But oddly, there was a sense of coming home to California. Although I had grown up in Europe, I was born in Los Angeles. The desert skies were clear blue and untroubled. Living with my father again felt strange, but he would be leaving soon to resume work on The Mackintosh Man in New York.
I was eager to buy some marabou bedroom stilettos to match the pink swan’s-down-trimmed negligee that Cici had generously just given me. Driving along Sunset in the pale sunshine, I noticed that the panorama was bare and garish, mostly warehouses and two-story facades. There were rows of tall palm trees and purple jacarandas. The air was windy and dry and sweet-scented. Beverly Hills, it seemed, was all about who you were, what you were driving, your pastimes, and your playgrounds.

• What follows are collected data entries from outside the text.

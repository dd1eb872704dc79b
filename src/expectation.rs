//! Expectations: what to match, how to reply, and how often.

use crate::fingerprint::{non_empty, Fields, FingerprintBody, RequestFingerprint};
use crate::gate::ReleaseGate;
use crate::registry::ExpectationRegistry;
use bytes::Bytes;
use serde::Serialize;
use serde_json::Value;
use std::fmt;
use std::sync::Arc;
use tokio::io::AsyncRead;
use tokio::sync::Mutex as AsyncMutex;

/// The request an expectation matches.
#[derive(Debug, Clone, PartialEq)]
pub struct MockRequest {
    fingerprint: RequestFingerprint,
}

impl MockRequest {
    /// Request with a method and path and nothing else. It only matches
    /// requests with no unfiltered headers, query parameters or body.
    pub fn new(method: impl AsRef<str>, path: impl Into<String>) -> Self {
        Self {
            fingerprint: RequestFingerprint::new(method, path),
        }
    }

    /// Expect a JSON body.
    pub fn with_json(mut self, body: Value) -> Self {
        self.fingerprint.body = Some(FingerprintBody::from_json(body));
        self
    }

    /// Expect a body given as bytes. The bytes go through the same decoding
    /// as inbound bodies, so a JSON object given here matches any equivalent
    /// encoding of it.
    pub fn with_body(mut self, body: impl AsRef<[u8]>) -> Self {
        self.fingerprint.body = FingerprintBody::from_bytes(body.as_ref());
        self
    }

    /// Expect exactly these headers. Names are case-insensitive.
    pub fn with_headers<I, K, V>(mut self, headers: I) -> Self
    where
        I: IntoIterator<Item = (K, V)>,
        K: AsRef<str>,
        V: Into<String>,
    {
        let fields: Fields = headers
            .into_iter()
            .map(|(k, v)| (k.as_ref().to_lowercase(), v.into()))
            .collect();
        self.fingerprint.headers = non_empty(fields);
        self
    }

    /// Expect exactly these query parameters.
    pub fn with_query_params<I, K, V>(mut self, params: I) -> Self
    where
        I: IntoIterator<Item = (K, V)>,
        K: Into<String>,
        V: Into<String>,
    {
        let fields: Fields = params
            .into_iter()
            .map(|(k, v)| (k.into(), v.into()))
            .collect();
        self.fingerprint.query_params = non_empty(fields);
        self
    }

    pub fn fingerprint(&self) -> &RequestFingerprint {
        &self.fingerprint
    }

    pub fn into_fingerprint(self) -> RequestFingerprint {
        self.fingerprint
    }
}

/// How many times an expectation may or must be matched.
#[derive(Debug, Clone, Copy, PartialEq, Eq)]
pub enum Cardinality {
    /// Required exactly this many times
    Exactly(usize),
    /// Optional, up to this many times
    AtMost(usize),
    /// Optional, unbounded
    Any,
}

impl Default for Cardinality {
    fn default() -> Self {
        Cardinality::Exactly(1)
    }
}

impl Cardinality {
    /// Largest number of matches this expectation will accept.
    pub fn upper_bound(&self) -> Option<usize> {
        match self {
            Cardinality::Exactly(n) | Cardinality::AtMost(n) => Some(*n),
            Cardinality::Any => None,
        }
    }

    pub fn is_optional(&self) -> bool {
        !matches!(self, Cardinality::Exactly(_))
    }

    pub fn has_budget(&self, calls: usize) -> bool {
        self.upper_bound().map_or(true, |max| calls < max)
    }

    pub fn is_satisfied_by(&self, calls: usize) -> bool {
        match self {
            Cardinality::Exactly(n) => calls == *n,
            Cardinality::AtMost(n) => calls <= *n,
            Cardinality::Any => true,
        }
    }

    /// Set the count, keeping optionality.
    pub(crate) fn with_count(self, n: usize) -> Self {
        match self {
            Cardinality::Exactly(_) => Cardinality::Exactly(n),
            Cardinality::AtMost(_) | Cardinality::Any => Cardinality::AtMost(n),
        }
    }

    /// Make optional, keeping any upper bound.
    pub(crate) fn optional(self) -> Self {
        match self {
            Cardinality::Exactly(n) => Cardinality::AtMost(n),
            other => other,
        }
    }
}

impl fmt::Display for Cardinality {
    fn fmt(&self, f: &mut fmt::Formatter<'_>) -> fmt::Result {
        match self {
            Cardinality::Exactly(n) => write!(f, "exactly {} call(s)", n),
            Cardinality::AtMost(n) => write!(f, "at most {} call(s)", n),
            Cardinality::Any => f.write_str("any number of calls"),
        }
    }
}

/// A value that can be written as a JSON reply.
pub trait JsonBody: Send + Sync {
    fn to_json(&self) -> serde_json::Result<Vec<u8>>;
}

impl<T: Serialize + Send + Sync> JsonBody for T {
    fn to_json(&self) -> serde_json::Result<Vec<u8>> {
        serde_json::to_vec(self)
    }
}

/// Byte source for streaming replies.
///
/// The source is drained by the first dispatch; later dispatches of the same
/// expectation find it empty.
pub type StreamSource = Arc<AsyncMutex<Box<dyn AsyncRead + Send + Unpin>>>;

/// What to send back when an expectation matches.
#[derive(Clone)]
pub enum Reply {
    /// Status code only
    Empty { status: u16 },
    /// Status code and a JSON-encoded value
    Json { status: u16, body: Arc<dyn JsonBody> },
    /// Status code and a literal body written verbatim
    Text { status: u16, body: Bytes },
    /// Status code and the contents of a byte stream
    Stream { status: u16, source: StreamSource },
}

impl Reply {
    pub fn empty(status: u16) -> Self {
        Reply::Empty { status }
    }

    pub fn json<T: Serialize + Send + Sync + 'static>(status: u16, body: T) -> Self {
        Reply::Json {
            status,
            body: Arc::new(body),
        }
    }

    pub fn text(status: u16, body: impl Into<String>) -> Self {
        Reply::Text {
            status,
            body: Bytes::from(body.into()),
        }
    }

    /// Literal body from bytes, written verbatim like [`Reply::text`].
    pub fn bytes(status: u16, body: impl Into<Bytes>) -> Self {
        Reply::Text {
            status,
            body: body.into(),
        }
    }

    pub fn stream(status: u16, source: impl AsyncRead + Send + Unpin + 'static) -> Self {
        Reply::Stream {
            status,
            source: Arc::new(AsyncMutex::new(Box::new(source))),
        }
    }

    pub fn status(&self) -> u16 {
        match self {
            Reply::Empty { status }
            | Reply::Json { status, .. }
            | Reply::Text { status, .. }
            | Reply::Stream { status, .. } => *status,
        }
    }

    /// Short name of the body format.
    pub fn format(&self) -> &'static str {
        match self {
            Reply::Empty { .. } => "none",
            Reply::Json { .. } => "json",
            Reply::Text { .. } => "string",
            Reply::Stream { .. } => "stream",
        }
    }
}

impl fmt::Debug for Reply {
    fn fmt(&self, f: &mut fmt::Formatter<'_>) -> fmt::Result {
        f.debug_struct("Reply")
            .field("format", &self.format())
            .field("status", &self.status())
            .finish()
    }
}

/// One registered rule.
#[derive(Debug, Clone)]
pub struct Expectation {
    pub(crate) id: usize,
    /// `None` for the default handler, which matches anything
    pub(crate) request: Option<RequestFingerprint>,
    pub(crate) reply: Reply,
    pub(crate) cardinality: Cardinality,
    pub(crate) calls: usize,
    /// Set once `times`, `once` or `twice` has been called
    pub(crate) explicit_count: bool,
    pub(crate) gate: Option<ReleaseGate>,
}

impl Expectation {
    pub(crate) fn new(id: usize, request: RequestFingerprint, reply: Reply) -> Self {
        Self {
            id,
            request: Some(request),
            reply,
            cardinality: Cardinality::default(),
            calls: 0,
            explicit_count: false,
            gate: None,
        }
    }

    pub(crate) fn fallback(id: usize, reply: Reply) -> Self {
        Self {
            id,
            request: None,
            reply,
            cardinality: Cardinality::Any,
            calls: 0,
            explicit_count: false,
            gate: None,
        }
    }

    pub fn id(&self) -> usize {
        self.id
    }

    pub fn is_fallback(&self) -> bool {
        self.request.is_none()
    }

    pub fn matches(&self, fingerprint: &RequestFingerprint) -> bool {
        match &self.request {
            Some(request) => request == fingerprint,
            None => true,
        }
    }

    pub fn has_budget(&self) -> bool {
        self.cardinality.has_budget(self.calls)
    }

    pub fn method(&self) -> &str {
        self.request.as_ref().map_or("*", |r| r.method.as_str())
    }

    pub fn path(&self) -> &str {
        self.request.as_ref().map_or("*", |r| r.path.as_str())
    }

    pub fn calls(&self) -> usize {
        self.calls
    }

    pub fn cardinality(&self) -> Cardinality {
        self.cardinality
    }
}

/// Handle for configuring an expectation after registration.
///
/// Configure before issuing traffic that is meant to hit the expectation.
#[derive(Clone)]
pub struct ExpectationHandle {
    registry: Arc<ExpectationRegistry>,
    id: usize,
}

impl ExpectationHandle {
    pub(crate) fn new(registry: Arc<ExpectationRegistry>, id: usize) -> Self {
        Self { registry, id }
    }

    pub fn id(&self) -> usize {
        self.id
    }

    /// Expect exactly one call.
    pub fn once(self) -> Self {
        self.times(1)
    }

    /// Expect exactly two calls.
    pub fn twice(self) -> Self {
        self.times(2)
    }

    /// Expect `n` calls. On an optional expectation this sets its upper
    /// bound instead.
    pub fn times(self, n: usize) -> Self {
        self.registry.configure(self.id, |e| {
            e.cardinality = e.cardinality.with_count(n);
            e.explicit_count = true;
        });
        self
    }

    /// Mark as optional. Without an explicit count there is no upper bound;
    /// after `times(n)` it may be called at most `n` times.
    pub fn maybe(self) -> Self {
        self.registry.configure(self.id, |e| {
            e.cardinality = if e.explicit_count {
                e.cardinality.optional()
            } else {
                Cardinality::Any
            };
        });
        self
    }

    /// Hold responses back until `gate` is released.
    pub fn release_gate(self, gate: ReleaseGate) -> Self {
        self.registry.configure(self.id, |e| e.gate = Some(gate));
        self
    }

    /// Number of requests matched so far.
    pub fn calls(&self) -> usize {
        self.registry.get(self.id).map_or(0, |e| e.calls)
    }

    pub fn cardinality(&self) -> Cardinality {
        self.registry
            .get(self.id)
            .map_or(Cardinality::default(), |e| e.cardinality)
    }
}

impl fmt::Debug for ExpectationHandle {
    fn fmt(&self, f: &mut fmt::Formatter<'_>) -> fmt::Result {
        f.debug_struct("ExpectationHandle").field("id", &self.id).finish()
    }
}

A few days before, Cici had taken me shopping on Rodeo Drive, where there was a yellow-striped awning above Giorgio’s boutique, with outdoor atomizers that puffed their signature Giorgio perfume. Indulgent husbands drank espresso at a shiny brass bar inside as their wives shopped for feathered gowns and beaded cocktail dresses. For lingerie, the local sirens went to Juel Park, who was known to seal the deal for many aspirants based on the strength of her hand-stitched negligees and satin underwear trimmed with French lace. We lunched at the Luau, a Polynesian watering hole, the darkest oasis on the street, where you could hear rummy confessions from the next-door booth as you tucked behind your ear a fresh gardenia from the scorpion punch. Los Angeles was a small town then; it felt both incredibly glamorous and a little provincial.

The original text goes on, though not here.